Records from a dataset

[Start of Attachment]

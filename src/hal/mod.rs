//! Hardware Abstraction Layer
//!
//! This module provides the hardware-facing seams of the driver:
//!
//! - [`registers`]: 32-bit register access relative to the controller base
//! - [`irq`]: The interrupt subsystem interface consumed by the driver
//!
//! Both are traits, so the driver core can run against mocks on the host.

pub mod irq;
pub mod registers;

pub use irq::{InterruptController, InterruptHandler, Irq};
pub use registers::{Mmio, RegisterAccess};
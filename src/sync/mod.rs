//! Synchronization and Interrupt Sharing
//!
//! This module provides the state shared between framework context and
//! interrupt context:
//!
//! - **Primitives** (`primitives`): Low-level synchronization types
//!   - [`CriticalSectionCell`] - ISR-safe interior mutability
//!
//! - **Shared Line** (`shared_irq`): Demultiplexer for the shared HDMA line
//!   - [`SharedIrq`] - Per-channel handler table, dispatched channel 0 first
//!
//! # Example
//!
//! ```ignore
//! use ph_panther7_hdma::sync::SharedIrq;
//!
//! let shared = SharedIrq::new(HDMA_IRQ, &intc);
//! ch0.request()?;
//! ch1.request()?;
//!
//! // The interrupt subsystem now calls `shared.handle_interrupt()` on every
//! // assertion; each channel acks and reports only its own events.
//! ```

mod primitives;

pub use primitives::CriticalSectionCell;

mod shared_irq;

pub use shared_irq::SharedIrq;
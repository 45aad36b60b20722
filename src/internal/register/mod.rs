//! Memory-mapped register access for the HDMA controller
//!
//! All register access is volatile to ensure proper hardware interaction.
//! Addresses are absolute; the [`crate::hal::registers::Mmio`] accessor adds
//! the controller base to the offsets defined in [`hdma`].

pub mod hdma;

/// Read a 32-bit register at the given address
///
/// # Safety
/// The caller must ensure the address is valid and properly aligned.
#[inline(always)]
pub unsafe fn read_reg(addr: usize) -> u32 {
    unsafe { core::ptr::read_volatile(addr as *const u32) }
}

/// Write a 32-bit value to a register at the given address
///
/// # Safety
/// The caller must ensure the address is valid and properly aligned.
#[inline(always)]
pub unsafe fn write_reg(addr: usize, value: u32) {
    unsafe { core::ptr::write_volatile(addr as *mut u32, value) }
}
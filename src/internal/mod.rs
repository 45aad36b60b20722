//! Internal Implementation Details
//!
//! This module contains implementation details that are not part of the public API.
//! Types in this module may change without notice between minor versions.
//!
//! # Contents
//!
//! - [`register`]: Raw memory-mapped register definitions and volatile access
//! - [`constants`]: Controller topology and field limits
//!
//! # Stability
//!
//! **WARNING:** This module is `pub(crate)` only. Do not depend on any types
//! or functions in this module from external code. They are subject to change
//! without notice.

pub(crate) mod constants;
pub(crate) mod register;
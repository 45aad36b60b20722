//! Shared interrupt line demultiplexer.
//!
//! Both HDMA channels raise the same interrupt line. [`SharedIrq`] owns the
//! line registration with the interrupt subsystem and keeps one handler slot
//! per channel. When the line fires, every installed handler runs, channel 0
//! first, and each handler decides from the status register whether the
//! interrupt was for it.

use super::primitives::CriticalSectionCell;
use crate::driver::channel::Channel;
use crate::driver::error::{IrqError, IrqResult};
use crate::hal::irq::{InterruptController, InterruptHandler, Irq};
use crate::internal::constants::CHANNEL_COUNT;

/// Handler slots plus whether the line is currently routed to us
struct IrqTable<'a> {
    slots: [Option<&'a dyn InterruptHandler>; CHANNEL_COUNT],
    line_registered: bool,
}

/// Per-channel handler table for the shared HDMA interrupt line
///
/// The table is guarded by a critical section so installs and removals from
/// process context cannot tear a concurrent dispatch. Handlers are copied out
/// of the table first and invoked after the critical section ends.
///
/// # Example
///
/// ```ignore
/// let shared = SharedIrq::new(HDMA_IRQ, &intc);
/// let ch0 = HdmaChannel::new(Channel::Ch0, regs, &shared, &notifier);
/// ch0.request()?;
/// ```
pub struct SharedIrq<'a> {
    irq: Irq,
    controller: &'a dyn InterruptController<'a>,
    table: CriticalSectionCell<IrqTable<'a>>,
}

impl<'a> SharedIrq<'a> {
    /// Create an empty table for `irq`; nothing is registered yet
    pub const fn new(irq: Irq, controller: &'a dyn InterruptController<'a>) -> Self {
        Self {
            irq,
            controller,
            table: CriticalSectionCell::new(IrqTable {
                slots: [None; CHANNEL_COUNT],
                line_registered: false,
            }),
        }
    }

    /// Interrupt line served by this table
    #[inline]
    pub fn irq(&self) -> Irq {
        self.irq
    }

    /// Install `handler` for `channel`
    ///
    /// The first install registers the line with the interrupt subsystem. If
    /// that registration fails the table is left exactly as it was.
    ///
    /// # Errors
    ///
    /// - [`IrqError::AlreadyRequested`] if `channel` already has a handler
    /// - [`IrqError::RequestFailed`] if the line could not be registered
    pub fn request(
        &'a self,
        channel: Channel,
        handler: &'a dyn InterruptHandler,
    ) -> IrqResult<()> {
        self.table.with(|table| {
            if table.slots[channel.index()].is_some() {
                return Err(IrqError::AlreadyRequested);
            }

            if !table.line_registered {
                if let Err(e) = self.controller.register_handler(self.irq, self) {
                    #[cfg(feature = "defmt")]
                    defmt::warn!("HDMA: failed to request irq {}", self.irq);
                    return Err(e);
                }
                table.line_registered = true;

                #[cfg(feature = "defmt")]
                defmt::info!("HDMA: irq {} registered", self.irq);
            }

            table.slots[channel.index()] = Some(handler);
            Ok(())
        })
    }

    /// Remove the handler for `channel`
    ///
    /// Removing the last handler unregisters the line. Freeing an empty slot
    /// does nothing.
    pub fn free(&self, channel: Channel) {
        self.table.with(|table| {
            table.slots[channel.index()] = None;

            if table.line_registered && table.slots.iter().all(Option::is_none) {
                self.controller.unregister_handler(self.irq);
                table.line_registered = false;

                #[cfg(feature = "defmt")]
                defmt::info!("HDMA: irq {} unregistered", self.irq);
            }
        });
    }

    /// Run every installed handler, channel 0 then channel 1
    pub fn dispatch(&self) {
        let slots = self.table.with_ref(|table| table.slots);
        for handler in slots.into_iter().flatten() {
            handler.handle_interrupt();
        }
    }

    /// Whether `channel` has a handler installed
    pub fn is_requested(&self, channel: Channel) -> bool {
        self.table.with_ref(|table| table.slots[channel.index()].is_some())
    }

    /// Whether the line is currently registered with the interrupt subsystem
    pub fn is_line_registered(&self) -> bool {
        self.table.with_ref(|table| table.line_registered)
    }
}

impl InterruptHandler for SharedIrq<'_> {
    fn handle_interrupt(&self) {
        self.dispatch();
    }
}

impl core::fmt::Debug for SharedIrq<'_> {
    fn fmt(&self, f: &mut core::fmt::Formatter<'_>) -> core::fmt::Result {
        f.debug_struct("SharedIrq")
            .field("irq", &self.irq)
            .field("ch0", &self.is_requested(Channel::Ch0))
            .field("ch1", &self.is_requested(Channel::Ch1))
            .field("line_registered", &self.is_line_registered())
            .finish()
    }
}

#[cfg(test)]
mod tests {
    use super::*;
    use crate::testing::{CallLog, ControllerCall, MockHandler, MockInterruptController};

    const IRQ: Irq = 21;

    #[test]
    fn first_request_registers_line_once() {
        let log = CallLog::new();
        let a = MockHandler::new("a", &log);
        let b = MockHandler::new("b", &log);
        let intc = MockInterruptController::new();
        let shared = SharedIrq::new(IRQ, &intc);

        shared.request(Channel::Ch0, &a).unwrap();
        assert!(shared.is_line_registered());
        shared.request(Channel::Ch1, &b).unwrap();

        assert_eq!(intc.calls(), [ControllerCall::Register(IRQ)]);
        assert!(shared.is_requested(Channel::Ch0));
        assert!(shared.is_requested(Channel::Ch1));
    }

    #[test]
    fn dispatch_runs_channel0_then_channel1() {
        let log = CallLog::new();
        let a = MockHandler::new("a", &log);
        let b = MockHandler::new("b", &log);
        let intc = MockInterruptController::new();
        let shared = SharedIrq::new(IRQ, &intc);

        // Install in reverse order; dispatch order is by channel.
        shared.request(Channel::Ch1, &b).unwrap();
        shared.request(Channel::Ch0, &a).unwrap();

        assert!(intc.fire());
        assert_eq!(log.entries(), ["a", "b"]);
    }

    #[test]
    fn freed_handler_no_longer_runs() {
        let log = CallLog::new();
        let a = MockHandler::new("a", &log);
        let b = MockHandler::new("b", &log);
        let intc = MockInterruptController::new();
        let shared = SharedIrq::new(IRQ, &intc);

        shared.request(Channel::Ch0, &a).unwrap();
        shared.request(Channel::Ch1, &b).unwrap();
        shared.free(Channel::Ch0);

        assert!(shared.is_line_registered());
        assert!(intc.fire());
        assert_eq!(log.entries(), ["b"]);
    }

    #[test]
    fn duplicate_request_rejected() {
        let log = CallLog::new();
        let a = MockHandler::new("a", &log);
        let b = MockHandler::new("b", &log);
        let intc = MockInterruptController::new();
        let shared = SharedIrq::new(IRQ, &intc);

        shared.request(Channel::Ch0, &a).unwrap();
        assert_eq!(
            shared.request(Channel::Ch0, &b),
            Err(IrqError::AlreadyRequested)
        );

        shared.dispatch();
        assert_eq!(log.entries(), ["a"]);
    }

    #[test]
    fn failed_registration_leaves_table_unchanged() {
        let log = CallLog::new();
        let a = MockHandler::new("a", &log);
        let intc = MockInterruptController::new();
        intc.set_fail(true);
        let shared = SharedIrq::new(IRQ, &intc);

        assert_eq!(
            shared.request(Channel::Ch0, &a),
            Err(IrqError::RequestFailed)
        );
        assert!(!shared.is_requested(Channel::Ch0));
        assert!(!shared.is_line_registered());

        intc.set_fail(false);
        shared.request(Channel::Ch0, &a).unwrap();
        assert!(shared.is_requested(Channel::Ch0));
    }

    #[test]
    fn last_free_unregisters_and_rerequest_registers_again() {
        let log = CallLog::new();
        let a = MockHandler::new("a", &log);
        let b = MockHandler::new("b", &log);
        let intc = MockInterruptController::new();
        let shared = SharedIrq::new(IRQ, &intc);

        shared.request(Channel::Ch0, &a).unwrap();
        shared.request(Channel::Ch1, &b).unwrap();
        shared.free(Channel::Ch1);
        shared.free(Channel::Ch0);
        assert!(!shared.is_line_registered());
        assert!(!intc.fire());

        shared.request(Channel::Ch1, &b).unwrap();
        assert_eq!(
            intc.calls(),
            [
                ControllerCall::Register(IRQ),
                ControllerCall::Unregister(IRQ),
                ControllerCall::Register(IRQ),
            ]
        );
    }

    #[test]
    fn free_empty_slot_is_noop() {
        let intc = MockInterruptController::new();
        let shared = SharedIrq::new(IRQ, &intc);
        shared.free(Channel::Ch1);
        assert!(intc.calls().is_empty());
        shared.dispatch();
    }
}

[End of Attachment]

■ Your goal: Reproduce the entries above exactly, but only the lines between the line holding "register whether the" and the line holding "by this table", inclusive.

■ Output below:
//! first, and each handler decides from the status register whether the
//! interrupt was for it.

use super::primitives::CriticalSectionCell;
use crate::driver::channel::Channel;
use crate::driver::error::{IrqError, IrqResult};
use crate::hal::irq::{InterruptController, InterruptHandler, Irq};
use crate::internal::constants::CHANNEL_COUNT;

/// Handler slots plus whether the line is currently routed to us
struct IrqTable<'a> {
    slots: [Option<&'a dyn InterruptHandler>; CHANNEL_COUNT],
    line_registered: bool,
}

/// Per-channel handler table for the shared HDMA interrupt line
///
/// The table is guarded by a critical section so installs and removals from
/// process context cannot tear a concurrent dispatch. Handlers are copied out
/// of the table first and invoked after the critical section ends.
///
/// # Example
///
/// ```ignore
/// let shared = SharedIrq::new(HDMA_IRQ, &intc);
/// let ch0 = HdmaChannel::new(Channel::Ch0, regs, &shared, &notifier);
/// ch0.request()?;
/// ```
pub struct SharedIrq<'a> {
    irq: Irq,
    controller: &'a dyn InterruptController<'a>,
    table: CriticalSectionCell<IrqTable<'a>>,
}

impl<'a> SharedIrq<'a> {
    /// Create an empty table for `irq`; nothing is registered yet
    pub const fn new(irq: Irq, controller: &'a dyn InterruptController<'a>) -> Self {
        Self {
            irq,
            controller,
            table: CriticalSectionCell::new(IrqTable {
                slots: [None; CHANNEL_COUNT],
                line_registered: false,
            }),
        }
    }

    /// Interrupt line served by this table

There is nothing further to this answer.